Critique d’art ayant fréquenté et collectionné les plus grands artistes de son temps (Hantaï, Poliakoff, Soulages…), Charles Estienne est le premier à qualifier Thanos Tsingos de tachiste. C’est en 1953, à l’occasion d’une exposition à la galerie Paul Facchetti, qu’Estienne écrit ces lignes : « la surface plane, les couleurs en un certain ordre… quelle mise à la question ne subissent-elles pas, dans la peinture de Tsingos… Ce n’est pas, cependant, qu’un certain ordre ne règne pas ici, et avec quelle violence ! Mais ce n’est pas un ordre certain, l’ordre trop certain de cette légalité plastique qui exige que l’on respecte la bonne conscience et l’équilibre ». Tsingos « peignait par terre et plusieurs toiles à la fois. Il mettait ses toiles par terre et à côté des dizaines d’énormes tubes de couleur comme un incendiaire qui met le feu à une ville (…). Il savait très bien où il allait. Tantôt il secouait la toile, tantôt il la renversait complètement, tantôt il la penchait à peine mais quand il avait fini, tout avait pris sa place, tout suivant l’ordre ». De ce fait, Tsingos peut aisément être relié à l’art informel et à la peinture gestuelle.
Au début des années 1960, les Fleurs deviennent l’un des thèmes de prédilection de Tsingos. La célèbre galeriste parisienne d’origine grecque Iris Clert raconte même qu’à l’issue d’une des expositions de l’artiste, les invités repartaient avec les pétales de fleurs de Tsingos sur leurs robes. Pour ce faire, l’artiste peint à même les doigts et vide ses tubes à même la toile, donnant ainsi texture et relief à ses compositions. Débordant d’intensité, ses tableaux montrent la fascination de l’artiste pour la matérialité de la peinture, rappelant évidemment le dripping de Jackson Pollock. L’immédiateté d’exécution, qui rappelle l’écriture automatique surréaliste, pousse le regard du spectateur à parcourir les lignes vigoureuses et énergiques tracées par le peintre. Artiste instinctif, Tsingos est l’un des peintres européens qui a su le mieux répondre à la rhétorique de l’expressionnisme abstrait américain tout-puissant dans l’immédiat après-guerre.

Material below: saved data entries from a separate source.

//! Controller-side interactor bound to one attach channel

use std::sync::atomic::{AtomicBool, Ordering};
use std::time::Duration;

use async_trait::async_trait;
use bytes::Bytes;
use tokio::io::{AsyncRead, AsyncWrite};
use tokio::sync::watch;

use tether_core::{ContainerId, InteractionError, SessionInteractor};
use tether_protocol::msgs::{self, WindowSize};
use tether_protocol::{Channel, MuxHandle, ProtocolError, Reply};

/// First agent revision that understands `ping` and `unblock`
pub const PING_UNBLOCK_REVISION: u32 = 1;

type ExitSlot = Option<Result<u32, InteractionError>>;

/// Interactor over an SSH-style attach channel
pub struct Interactor {
    id: ContainerId,
    mux: MuxHandle,
    channel: Channel,
    version: u32,
    ping_timeout: Duration,
    closed: AtomicBool,
    exit_rx: watch::Receiver<ExitSlot>,
}

impl Interactor {
    /// Open the attach channel for `id` on `mux`
    pub async fn open(
        mux: &MuxHandle,
        id: ContainerId,
        version: u32,
        ping_timeout: Duration,
    ) -> Result<Self, InteractionError> {
        let channel = mux
            .open_channel(msgs::ATTACH_CHANNEL, Bytes::from(id.as_str().to_owned()))
            .await?;

        let (exit_tx, exit_rx) = watch::channel(None);
        if let Some(mut requests) = channel.take_requests() {
            let id = id.clone();
            tokio::spawn(async move {
                while let Some(req) = requests.recv().await {
                    if req.name() != msgs::EXIT_STATUS_REQ {
                        tracing::debug!(container_id = %id, "Unexpected channel request {}", req.name());
                        continue;
                    }
                    match msgs::decode_u32(req.payload(), msgs::EXIT_STATUS_REQ) {
                        Ok(code) => {
                            tracing::info!(container_id = %id, "Session exited with status {}", code);
                            exit_tx.send_replace(Some(Ok(code)));
                        }
                        Err(e) => tracing::warn!(container_id = %id, "Bad exit-status: {}", e),
                    }
                }
                // Channel gone; a recorded status stays
                exit_tx.send_if_modified(|slot| {
                    if slot.is_none() {
                        *slot = Some(Err(InteractionError::TransportClosed));
                        true
                    } else {
                        false
                    }
                });
            });
        }

        Ok(Self {
            id,
            mux: mux.clone(),
            channel,
            version,
            ping_timeout,
            closed: AtomicBool::new(false),
            exit_rx,
        })
    }

    /// Agent revision this interactor was opened against
    pub fn version(&self) -> u32 {
        self.version
    }

    /// Identifier of the multiplexer carrying this channel
    pub fn mux_id(&self) -> u64 {
        self.mux.id()
    }

    /// Send `name` and wait for its reply, bounded by the ping timeout
    async fn request(&self, name: &str, payload: Bytes) -> Result<Reply, InteractionError> {
        if self.is_closed() {
            return Err(InteractionError::TransportClosed);
        }
        let reply = tokio::time::timeout(
            self.ping_timeout,
            self.channel.send_request(name, true, payload),
        )
        .await
        .map_err(|_| InteractionError::Timeout(name.to_string()))?;
        match reply? {
            Some(reply) => Ok(reply),
            None => Err(InteractionError::RequestFailed(name.to_string())),
        }
    }
}

#[async_trait]
impl SessionInteractor for Interactor {
    fn id(&self) -> &ContainerId {
        &self.id
    }

    fn stdout(&self) -> Box<dyn AsyncRead + Send + Unpin> {
        Box::new(self.channel.reader())
    }

    fn stderr(&self) -> Box<dyn AsyncRead + Send + Unpin> {
        Box::new(self.channel.stderr())
    }

    fn stdin(&self) -> Box<dyn AsyncWrite + Send + Unpin> {
        Box::new(self.channel.writer())
    }

    async fn signal(&self, name: &str) -> Result<(), InteractionError> {
        let reply = self.request(msgs::SIGNAL_REQ, msgs::encode_string(name)).await?;
        if !reply.ok {
            return Err(InteractionError::SignalFailed(name.to_string()));
        }
        Ok(())
    }

    async fn resize(&self, size: WindowSize) -> Result<(), InteractionError> {
        let reply = self.request(msgs::WINDOW_CHANGE_REQ, size.encode()).await?;
        if !reply.ok {
            return Err(InteractionError::ResizeFailed);
        }
        Ok(())
    }

    async fn close_stdin(&self) -> Result<(), InteractionError> {
        let reply = self.request(msgs::CLOSE_STDIN_REQ, Bytes::new()).await?;
        if !reply.ok {
            return Err(InteractionError::CloseStdinFailed);
        }
        self.channel.close_write().map_err(InteractionError::from)
    }

    async fn ping(&self) -> Result<(), InteractionError> {
        if self.is_closed() {
            return Err(InteractionError::PingFailed("channel closed".into()));
        }

        if self.version < PING_UNBLOCK_REVISION {
            return tokio::time::timeout(self.ping_timeout, self.mux.keepalive())
                .await
                .map_err(|_| InteractionError::PingFailed("keepalive timed out".into()))?
                .map_err(|e| InteractionError::PingFailed(e.to_string()));
        }

        let token = Bytes::from(rand::random::<[u8; 8]>().to_vec());
        let reply = tokio::time::timeout(
            self.ping_timeout,
            self.channel.send_request(msgs::PING_REQ, true, token.clone()),
        )
        .await
        .map_err(|_| InteractionError::PingFailed("timed out".into()))?
        .map_err(|e: ProtocolError| InteractionError::PingFailed(e.to_string()))?;

        match reply {
            Some(reply) if reply.ok && reply.payload == token => Ok(()),
            Some(reply) if reply.ok => Err(InteractionError::PingFailed("echo mismatch".into())),
            _ => Err(InteractionError::PingFailed("rejected".into())),
        }
    }

    async fn unblock(&self) -> Result<(), InteractionError> {
        if self.version < PING_UNBLOCK_REVISION {
            return Ok(());
        }
        let reply = self
            .request(msgs::UNBLOCK_REQ, msgs::encode_string(self.id.as_str()))
            .await?;
        if !reply.ok {
            return Err(InteractionError::UnblockFailed);
        }
        Ok(())
    }

    async fn exit_status(&self) -> Result<u32, InteractionError> {
        let mut rx = self.exit_rx.clone();
        let slot = rx
            .wait_for(|slot| slot.is_some())
            .await
            .map_err(|_| InteractionError::TransportClosed)?;
        match slot.as_ref() {
            Some(result) => result.clone(),
            None => Err(InteractionError::TransportClosed),
        }
    }

    async fn close(&self) -> Result<(), InteractionError> {
        if self
            .closed
            .compare_exchange(false, true, Ordering::AcqRel, Ordering::Acquire)
            .is_ok()
        {
            tracing::debug!(container_id = %self.id, "Closing interaction");
            self.channel.close();
        }
        Ok(())
    }

    fn is_closed(&self) -> bool {
        self.closed.load(Ordering::Acquire) || self.channel.is_closed()
    }
}

impl std::fmt::Debug for Interactor {
    fn fmt(&self, f: &mut std::fmt::Formatter<'_>) -> std::fmt::Result {
        f.debug_struct("Interactor")
            .field("id", &self.id)
            .field("channel", &self.channel)
            .field("version", &self.version)
            .finish()
    }
}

Bien que souvent affilié à la Seconde École de Paris, Tsingos défie en réalité toute classification, même si l’art informel, théorisé par l’écrivain Michel Tapié, est encore l’expression qui lui conviendrait le mieux. Grâce à Jean Dubuffet, Willem De Kooning ou Alberto Burri, l’art informel s’est fait connaître en mettant en avant un style défiant les enseignements classiques de la composition et du trait et en insistant sur l’irrationalité et la liberté de la forme. C’est exactement ce type de spontanéité qu’exprime la peinture de Tsingos.
Thanos Tsingos meurt à Athènes à l’âge de 50 ans alors qu’il commençait à rencontrer le succès international. Mal compris des amateurs grecs, mais fort apprécié des collectionneurs français dès les années 1950, Tsingos fait aujourd’hui encore office d’ « artiste maudit » aux yeux de ses compatriotes.